[MATERIAL PROVIDED Boundary: Start]
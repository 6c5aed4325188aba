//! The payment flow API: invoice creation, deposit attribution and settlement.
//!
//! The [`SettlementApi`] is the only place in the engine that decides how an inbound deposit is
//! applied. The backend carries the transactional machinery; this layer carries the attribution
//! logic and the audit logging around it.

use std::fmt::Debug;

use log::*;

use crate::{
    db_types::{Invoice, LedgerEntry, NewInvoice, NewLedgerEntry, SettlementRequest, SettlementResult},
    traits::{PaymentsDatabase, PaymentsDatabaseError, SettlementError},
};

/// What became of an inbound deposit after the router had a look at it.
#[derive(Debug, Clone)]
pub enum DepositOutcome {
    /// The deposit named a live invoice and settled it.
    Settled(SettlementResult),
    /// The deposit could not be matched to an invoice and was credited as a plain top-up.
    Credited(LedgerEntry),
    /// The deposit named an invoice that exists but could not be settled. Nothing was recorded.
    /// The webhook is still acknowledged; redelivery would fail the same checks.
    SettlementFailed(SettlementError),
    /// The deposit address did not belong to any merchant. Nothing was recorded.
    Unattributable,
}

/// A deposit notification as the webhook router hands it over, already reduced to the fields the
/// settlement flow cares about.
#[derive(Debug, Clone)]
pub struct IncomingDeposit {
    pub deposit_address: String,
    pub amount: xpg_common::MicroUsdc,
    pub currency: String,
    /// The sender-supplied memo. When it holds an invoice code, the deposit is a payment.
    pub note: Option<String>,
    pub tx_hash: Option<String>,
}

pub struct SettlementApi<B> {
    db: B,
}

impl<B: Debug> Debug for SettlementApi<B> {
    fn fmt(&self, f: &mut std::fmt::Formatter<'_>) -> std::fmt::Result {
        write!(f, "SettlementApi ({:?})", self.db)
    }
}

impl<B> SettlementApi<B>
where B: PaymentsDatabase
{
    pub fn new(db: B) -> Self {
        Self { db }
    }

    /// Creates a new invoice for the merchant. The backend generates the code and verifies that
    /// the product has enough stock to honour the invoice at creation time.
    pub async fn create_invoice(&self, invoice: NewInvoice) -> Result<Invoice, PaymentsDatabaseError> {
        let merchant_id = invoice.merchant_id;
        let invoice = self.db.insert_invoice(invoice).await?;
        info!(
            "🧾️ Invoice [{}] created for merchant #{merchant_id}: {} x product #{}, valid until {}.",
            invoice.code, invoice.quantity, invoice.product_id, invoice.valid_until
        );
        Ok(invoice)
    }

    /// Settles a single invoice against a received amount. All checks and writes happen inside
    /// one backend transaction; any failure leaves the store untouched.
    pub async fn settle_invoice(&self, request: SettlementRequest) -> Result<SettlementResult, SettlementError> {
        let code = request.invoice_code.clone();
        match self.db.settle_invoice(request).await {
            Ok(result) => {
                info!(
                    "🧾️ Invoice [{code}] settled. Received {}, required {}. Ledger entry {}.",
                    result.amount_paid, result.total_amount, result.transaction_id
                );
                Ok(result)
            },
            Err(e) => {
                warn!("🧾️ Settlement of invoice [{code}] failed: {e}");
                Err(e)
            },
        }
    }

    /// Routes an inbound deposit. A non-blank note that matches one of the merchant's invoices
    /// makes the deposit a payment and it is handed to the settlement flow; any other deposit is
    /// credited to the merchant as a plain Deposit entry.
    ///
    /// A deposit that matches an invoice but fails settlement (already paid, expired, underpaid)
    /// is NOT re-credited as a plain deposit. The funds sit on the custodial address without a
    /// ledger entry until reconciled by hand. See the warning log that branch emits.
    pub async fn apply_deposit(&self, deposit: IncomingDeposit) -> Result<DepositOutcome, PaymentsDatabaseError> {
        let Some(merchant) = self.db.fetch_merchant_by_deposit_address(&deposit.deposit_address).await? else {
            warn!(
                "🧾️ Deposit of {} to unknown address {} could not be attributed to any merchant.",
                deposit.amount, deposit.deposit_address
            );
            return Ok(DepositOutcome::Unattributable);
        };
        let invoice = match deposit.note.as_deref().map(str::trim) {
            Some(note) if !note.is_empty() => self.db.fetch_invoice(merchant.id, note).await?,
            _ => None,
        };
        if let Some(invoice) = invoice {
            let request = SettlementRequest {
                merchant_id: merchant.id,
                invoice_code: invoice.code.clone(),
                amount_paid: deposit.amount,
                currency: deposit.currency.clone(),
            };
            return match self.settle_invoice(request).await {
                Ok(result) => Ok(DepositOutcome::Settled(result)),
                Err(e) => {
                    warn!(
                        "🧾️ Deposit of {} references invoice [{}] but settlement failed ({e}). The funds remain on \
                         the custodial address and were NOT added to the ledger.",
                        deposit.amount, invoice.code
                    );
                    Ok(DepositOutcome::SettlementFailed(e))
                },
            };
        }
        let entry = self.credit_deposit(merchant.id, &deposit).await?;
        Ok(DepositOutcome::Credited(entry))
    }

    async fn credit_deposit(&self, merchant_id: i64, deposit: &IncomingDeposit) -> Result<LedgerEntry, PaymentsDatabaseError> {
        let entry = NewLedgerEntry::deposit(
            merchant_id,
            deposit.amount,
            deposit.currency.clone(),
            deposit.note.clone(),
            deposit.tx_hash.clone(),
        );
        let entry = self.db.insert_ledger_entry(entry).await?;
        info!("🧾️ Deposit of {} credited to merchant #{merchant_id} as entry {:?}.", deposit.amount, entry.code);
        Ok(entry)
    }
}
[MATERIAL PROVIDED Boundary: End]
Show the lines of the entries that include the string "already", copying each in full.

/// A deposit notification as the webhook router hands it over, already reduced to the fields the
    /// A deposit that matches an invoice but fails settlement (already paid, expired, underpaid)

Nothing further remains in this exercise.